My marriage has been consistently what we both signed up for. My marriage, my husband, our relationship has never been broken. Marriage is beautiful and I hope as long as humans exist some people are still going for it. It's not the idea of marriage that is flawed. It's applying it to human beings that fucks it up. We are only soft-wired for shit like that. By the time our parents/educators/church community/etc. see us off to college and take us off their list of auto updates, and we are left only with the stock we came with, it's too late. Everything we installed and invested in before that time is, unbeknownst to us, incompatible with our basic operating faculties. But we were programmed to rely on the trial versions of supplemental programs we can't afford or otherwise access after our memberships have expired. We're left with glitchy widgets and shortcuts to nowhere and a lot of frustration we're too ashamed to name. Because the only thing that's changed is our selves. If I had it to do over I'd never burden someone I respect and love with the task of dealing with me until I die when I cannot know if I will even be able to deal with future versions of myself.

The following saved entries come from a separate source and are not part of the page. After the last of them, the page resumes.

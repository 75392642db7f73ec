//! Core data model for insight capture.
//!
//! The types here flow through the pipeline in one direction:
//! `EpisodeReference` (what the user is hearing) is resolved into an
//! `EpisodeMatch` (what the catalog knows), which yields a transcript
//! either embedded or transcribed from an `AudioSnippet`, and everything
//! ends up aggregated into an `InsightResult`.

use crate::error::{InnsiktError, Result};
use serde::{Deserialize, Serialize};
use std::path::PathBuf;
use tracing::warn;

/// The user-supplied identification of what is currently playing.
///
/// Built once by [`EpisodeReference::normalize`] at the pipeline entry so
/// downstream stages never re-check for absent fields.
#[derive(Debug, Clone, Serialize, Deserialize)]
pub struct EpisodeReference {
    pub title: String,
    pub show_name: Option<String>,
    pub timestamp_seconds: u32,
    pub source_url: Option<String>,
}

impl EpisodeReference {
    /// Normalize raw request fields into a fully-populated reference.
    ///
    /// The title is required; a missing or blank title fails before any
    /// external call is made. Blank optional fields collapse to `None`.
    pub fn normalize(
        title: Option<String>,
        show_name: Option<String>,
        timestamp_seconds: Option<u32>,
        source_url: Option<String>,
    ) -> Result<Self> {
        let title = title
            .map(|t| t.trim().to_string())
            .filter(|t| !t.is_empty())
            .ok_or_else(|| InnsiktError::Validation("title is required".to_string()))?;

        Ok(Self {
            title,
            show_name: non_blank(show_name),
            timestamp_seconds: timestamp_seconds.unwrap_or(0),
            source_url: non_blank(source_url),
        })
    }
}

fn non_blank(value: Option<String>) -> Option<String> {
    value
        .map(|v| v.trim().to_string())
        .filter(|v| !v.is_empty())
}

/// A search service's candidate resolution of a reference to a catalog entry.
#[derive(Debug, Clone)]
pub struct EpisodeMatch {
    pub id: String,
    pub canonical_title: String,
    pub canonical_show_name: String,
    pub audio_url: Option<String>,
    pub thumbnail_url: Option<String>,
    pub embedded_transcript: Option<TranscriptPayload>,
}

/// A single time-coded transcript segment.
#[derive(Debug, Clone, PartialEq)]
pub struct TimedSegment {
    pub start_seconds: f64,
    pub end_seconds: f64,
    pub text: String,
}

/// A transcript as known to the search service.
///
/// External services return transcripts in two shapes: a single flat string,
/// or an ordered list of time-coded segments with inconsistent field names.
/// The shape is decided once here, at ingestion; readers pattern-match on a
/// closed union instead of probing JSON fields.
#[derive(Debug, Clone, PartialEq)]
pub enum TranscriptPayload {
    FlatText(String),
    TimedSegments(Vec<TimedSegment>),
}

impl TranscriptPayload {
    /// Ingest a loose JSON transcript into a normalized payload.
    ///
    /// Accepts a plain string, or an array of objects keyed by
    /// `start`/`start_time`, `end`/`end_time` and `text`/`words`.
    /// Returns `None` for any other shape, which signals the caller to fall
    /// back to the audio path.
    pub fn from_json(value: &serde_json::Value) -> Option<Self> {
        match value {
            serde_json::Value::String(s) if !s.trim().is_empty() => {
                Some(TranscriptPayload::FlatText(s.clone()))
            }
            serde_json::Value::Array(items) => {
                let segments: Vec<TimedSegment> = items
                    .iter()
                    .filter_map(|item| {
                        let obj = item.as_object()?;
                        Some(TimedSegment {
                            start_seconds: number_field(obj, &["start", "start_time"])?,
                            end_seconds: number_field(obj, &["end", "end_time"])?,
                            text: text_field(obj, &["text", "words"])?,
                        })
                    })
                    .collect();

                if segments.is_empty() {
                    None
                } else {
                    Some(TranscriptPayload::TimedSegments(segments))
                }
            }
            _ => None,
        }
    }
}

fn number_field(obj: &serde_json::Map<String, serde_json::Value>, keys: &[&str]) -> Option<f64> {
    keys.iter().find_map(|k| obj.get(*k).and_then(|v| v.as_f64()))
}

fn text_field(obj: &serde_json::Map<String, serde_json::Value>, keys: &[&str]) -> Option<String> {
    keys.iter()
        .find_map(|k| obj.get(*k).and_then(|v| v.as_str()))
        .map(|s| s.to_string())
}

/// Where a transcript segment came from.
#[derive(Debug, Clone, Copy, PartialEq, Eq, Serialize, Deserialize)]
#[serde(rename_all = "lowercase")]
pub enum TranscriptOrigin {
    Embedded,
    Transcribed,
}

/// The transcript window backing an insight.
///
/// Invariant: `text` is non-empty after trimming; the pipeline fails a run
/// before constructing a segment from blank text.
#[derive(Debug, Clone)]
pub struct TranscriptSegment {
    pub text: String,
    pub origin: TranscriptOrigin,
}

/// A short, time-bounded audio excerpt cut from a full episode.
///
/// Exclusively owned by the pipeline run that created it. The backing file
/// is removed when the snippet is dropped, so a run can never leak audio to
/// disk regardless of how it terminates.
#[derive(Debug)]
pub struct AudioSnippet {
    pub local_path: PathBuf,
    pub start_offset_seconds: u32,
    pub duration_seconds: u32,
    pub byte_size: u64,
}

impl Drop for AudioSnippet {
    fn drop(&mut self) {
        if let Err(e) = std::fs::remove_file(&self.local_path) {
            if e.kind() != std::io::ErrorKind::NotFound {
                warn!("Failed to remove audio snippet {:?}: {}", self.local_path, e);
            }
        }
    }
}

/// The saved outcome of one capture run.
///
/// `manual_mode = true` means no catalog match was found; transcript and
/// summary are absent and the user supplies their own notes downstream.
#[derive(Debug, Clone, Serialize, Deserialize)]
#[serde(rename_all = "camelCase")]
pub struct InsightResult {
    pub episode_title: String,
    #[serde(skip_serializing_if = "Option::is_none")]
    pub show_name: Option<String>,
    #[serde(skip_serializing_if = "Option::is_none")]
    pub thumbnail_url: Option<String>,
    #[serde(skip_serializing_if = "Option::is_none")]
    pub transcript: Option<String>,
    #[serde(skip_serializing_if = "Option::is_none")]
    pub summary: Option<Vec<String>>,
    pub timestamp_seconds: u32,
    pub manual_mode: bool,
}

impl InsightResult {
    /// Outcome when no catalog match was found.
    pub fn manual(reference: &EpisodeReference) -> Self {
        Self {
            episode_title: reference.title.clone(),
            show_name: reference.show_name.clone(),
            thumbnail_url: None,
            transcript: None,
            summary: None,
            timestamp_seconds: reference.timestamp_seconds,
            manual_mode: true,
        }
    }

    /// Outcome of a completed capture.
    ///
    /// The caller-supplied title and show are authoritative for identity;
    /// the resolved match only contributes the thumbnail.
    pub fn captured(
        reference: &EpisodeReference,
        thumbnail_url: Option<String>,
        transcript: String,
        summary: Vec<String>,
    ) -> Self {
        Self {
            episode_title: reference.title.clone(),
            show_name: reference.show_name.clone(),
            thumbnail_url,
            transcript: Some(transcript),
            summary: Some(summary),
            timestamp_seconds: reference.timestamp_seconds,
            manual_mode: false,
        }
    }
}

#[cfg(test)]
mod tests {
    use super::*;
    use serde_json::json;

    #[test]
    fn test_normalize_requires_title() {
        let err = EpisodeReference::normalize(None, None, None, None);
        assert!(matches!(err, Err(InnsiktError::Validation(_))));

        let err = EpisodeReference::normalize(Some("   ".to_string()), None, None, None);
        assert!(matches!(err, Err(InnsiktError::Validation(_))));
    }

    #[test]
    fn test_normalize_fills_defaults() {
        let reference = EpisodeReference::normalize(
            Some("  The Episode  ".to_string()),
            Some("".to_string()),
            None,
            None,
        )
        .unwrap();

        assert_eq!(reference.title, "The Episode");
        assert_eq!(reference.show_name, None);
        assert_eq!(reference.timestamp_seconds, 0);
        assert_eq!(reference.source_url, None);
    }

    #[test]
    fn test_payload_from_flat_string() {
        let payload = TranscriptPayload::from_json(&json!("hello world")).unwrap();
        assert_eq!(payload, TranscriptPayload::FlatText("hello world".to_string()));
    }

    #[test]
    fn test_payload_from_segments_standard_keys() {
        let payload = TranscriptPayload::from_json(&json!([
            {"start": 0.0, "end": 4.5, "text": "first"},
            {"start": 4.5, "end": 9.0, "text": "second"},
        ]))
        .unwrap();

        match payload {
            TranscriptPayload::TimedSegments(segments) => {
                assert_eq!(segments.len(), 2);
                assert_eq!(segments[0].text, "first");
                assert_eq!(segments[1].start_seconds, 4.5);
            }
            other => panic!("unexpected payload: {:?}", other),
        }
    }

    #[test]
    fn test_payload_from_segments_alternate_keys() {
        let payload = TranscriptPayload::from_json(&json!([
            {"start_time": 10, "end_time": 15, "words": "alternate"},
        ]))
        .unwrap();

        match payload {
            TranscriptPayload::TimedSegments(segments) => {
                assert_eq!(segments[0].start_seconds, 10.0);
                assert_eq!(segments[0].end_seconds, 15.0);
                assert_eq!(segments[0].text, "alternate");
            }
            other => panic!("unexpected payload: {:?}", other),
        }
    }

    #[test]
    fn test_payload_rejects_unknown_shapes() {
        assert_eq!(TranscriptPayload::from_json(&json!(42)), None);
        assert_eq!(TranscriptPayload::from_json(&json!({})), None);
        assert_eq!(TranscriptPayload::from_json(&json!([])), None);
        assert_eq!(TranscriptPayload::from_json(&json!([{"no": "fields"}])), None);
        assert_eq!(TranscriptPayload::from_json(&json!("   ")), None);
    }

    #[test]
    fn test_snippet_drop_removes_file() {
        let dir = tempfile::tempdir().unwrap();
        let path = dir.path().join("clip.mp3");
        std::fs::write(&path, b"audio").unwrap();

        let snippet = AudioSnippet {
            local_path: path.clone(),
            start_offset_seconds: 0,
            duration_seconds: 40,
            byte_size: 5,
        };
        drop(snippet);

        assert!(!path.exists());
    }
}
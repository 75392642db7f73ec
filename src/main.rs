//! Innsikt CLI entry point.

use anyhow::Result;
use clap::Parser;
use innsikt::cli::{commands, Cli, Commands};
use innsikt::config::Settings;
use tracing_subscriber::{layer::SubscriberExt, util::SubscriberInitExt, EnvFilter};

#[tokio::main]
async fn main() -> Result<()> {
    let cli = Cli::parse();

    // Initialize logging
    let log_level = match cli.verbose {
        0 => "warn",
        1 => "info",
        2 => "debug",
        _ => "trace",
    };

    tracing_subscriber::registry()
        .with(EnvFilter::new(
            std::env::var("RUST_LOG").unwrap_or_else(|_| format!("innsikt={}", log_level)),
        ))
        .with(tracing_subscriber::fmt::layer().with_target(false))
        .init();

    // Load configuration
    let settings = match &cli.config {
        Some(path) => Settings::load_from(Some(&std::path::PathBuf::from(path)))?,
        None => Settings::load()?,
    };

    // Ensure the temp directory exists
    std::fs::create_dir_all(settings.temp_dir())?;

    // Execute command
    match &cli.command {
        Commands::Doctor => {
            commands::run_doctor(&settings)?;
        }

        Commands::Capture { title, show, at, url } => {
            commands::run_capture(title, show.clone(), *at, url.clone(), settings).await?;
        }

        Commands::Serve { host, port } => {
            commands::run_serve(host, *port, settings).await?;
        }

        Commands::Config { action } => {
            commands::run_config(action, settings)?;
        }
    }

    Ok(())
}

If he has undergone a change that makes him feel the same way, I can't tell. But he should. I would like to see him move past the things that plagued him when he was 20. Is he forcing himself to stay in that insecure space as part of his pledge to me? I fucking hope not. If growing meant outgrowing his need for me I'd never deny him that.
I can't say I'm happier, but worse would be living the same happy day in a sickening, neverending loop.